Monday, April 21, 2008

U.S. Office Market Reveals Weak Q1 Performance

MBA (4/21/2008 ) Palaparty, Vijay
U.S. office market vacancies reached 12.77 percent in the first quarter of 2008, according to a report from Colliers International, Boston. The 35 basis point increase is the second consecutive quarter of rising vacancies on a national level.

The pinch was felt more in suburban markets where office vacancies rose to 13.8 percent—39 markets experienced an increase in vacancies while only 14 markets saw a decline. Central business district vacancies remained more stable, but 29 markets reported a spike in vacancies and only 22 markets recorded a decrease.
Class A vacancy rates increased from 11.28 percent in the fourth quarter of 2007 to 11.76 percent last quarter. Class B and Class C vacancy rates also increased to 13.65 percent. Downtown Class A lease rates, averaging $49.84 and $31.08 per square foot (unweighted), increased 2.6 percent from the end of last year. Despite increasing vacancy rates, downtown lease rates increased 15.3 percent from a year ago. Suburban rents, at $28.84 and $26.83 (unweighted) per square foot, reported no change this past quarter but were also up 9.2 percent from a year ago.
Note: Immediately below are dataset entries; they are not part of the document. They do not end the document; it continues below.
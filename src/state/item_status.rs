/// Queue item status definitions
///
/// An item moves `Pending -> Processing -> Done | Failed`. The two terminal
/// states are never left during normal operation.
use std::fmt;

/// Represents the current status of a queue item
#[derive(Debug, Clone, Copy, PartialEq, Eq, Hash, PartialOrd, Ord)]
pub enum ItemStatus {
    /// Waiting to be claimed
    Pending,

    /// Claimed by a run and currently being fetched
    Processing,

    /// Fetched with a 2xx/3xx response
    Done,

    /// Fetch failed (non-2xx/3xx status, transport error or timeout)
    Failed,
}

impl ItemStatus {
    /// All statuses, in lifecycle order
    pub const ALL: [ItemStatus; 4] = [
        ItemStatus::Pending,
        ItemStatus::Processing,
        ItemStatus::Done,
        ItemStatus::Failed,
    ];

    /// Returns true if no further automatic transition happens from this status
    pub fn is_terminal(&self) -> bool {
        matches!(self, Self::Done | Self::Failed)
    }

    /// Returns true for statuses that still count as queued work (used by dedupe)
    pub fn is_active(&self) -> bool {
        matches!(self, Self::Pending | Self::Processing)
    }

    /// Converts the status to its database string representation
    pub fn to_db_string(&self) -> &'static str {
        match self {
            Self::Pending => "pending",
            Self::Processing => "processing",
            Self::Done => "done",
            Self::Failed => "failed",
        }
    }

    /// Parses a status from its database string representation
    ///
    /// Returns None if the string doesn't match any known status.
    pub fn from_db_string(s: &str) -> Option<Self> {
        match s {
            "pending" => Some(Self::Pending),
            "processing" => Some(Self::Processing),
            "done" => Some(Self::Done),
            "failed" => Some(Self::Failed),
            _ => None,
        }
    }
}

impl fmt::Display for ItemStatus {
    fn fmt(&self, f: &mut fmt::Formatter<'_>) -> fmt::Result {
        write!(f, "{}", self.to_db_string())
    }
}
“Despite the abundance of bad news experienced by the financial markets in the this quarter, the office real estate market now finds itself in a battle of expectation, said Ross Moore, senior vice president and director of market and economic research at Colliers. “Tenants see a faltering economy and as a result expect lower rents, while landlords feel confident with occupancy rates still near historic highs, giving them the leverage to push rents higher.”

Absorption rates fell from 9.8 million square feet from the fourth quarter of 2007 to negative 3 million square feet in 2008's first quarter. First quarter absorption also measured well below last year, during the same period, when occupied space increased 12.5 million square feet. Regardless, first quarter construction activity added 17.8 million square feet to the office market and an additional 119.5 million square feet is currently under construction. Construction pipelines increased, expecting to build 10.6 million square feet as well.

“While we marked down our Q1 projections, last quarter’s absorption numbers were considerably below the latest revisions,” Moore said. “This suggests the first half of 2008 will be relatively quiet for a lion’s share of U.S. cities.”

Markets witht the highest downtown market vacancy rate, which averages 10.8 percent nationally, are Kansas City, Mo. (21.3 percent), Dallas/Fort Worth (21 percent) St. Louis (19.6 percent), Cleveland (18.6 percent) and Reno, Nev. (18.4 percent).

The cities with the lowest downtown market vacancy rates include Charlotte, N.C. (2 percent), Raleigh/Durham/Chapel Hill, N.C. (5.3 percent), Washington, D.C. (5.4 percent), Bakersfield, Calif., (5.7 percent) and Las Vegas (6 percent).

Among cities that have the highest suburban market vacancy rate, which nationally averages 13.8 percent, Santa Rosa, Calif. (26.4 percent), Cincinnati (19.9 percent), Chicago (19.6 percent), Indianapolis (19.6 percent) and Hartford, Conn. (19.4 percent) topped the list.

The lowest vacancy rate in suburban markets includes can be found in Honolulu (6.8 percent), Bakersfield (7 percent), St. Louis (8.7 percent) Orlando, Fla., and Nashville, Tenn. (9.5 percent).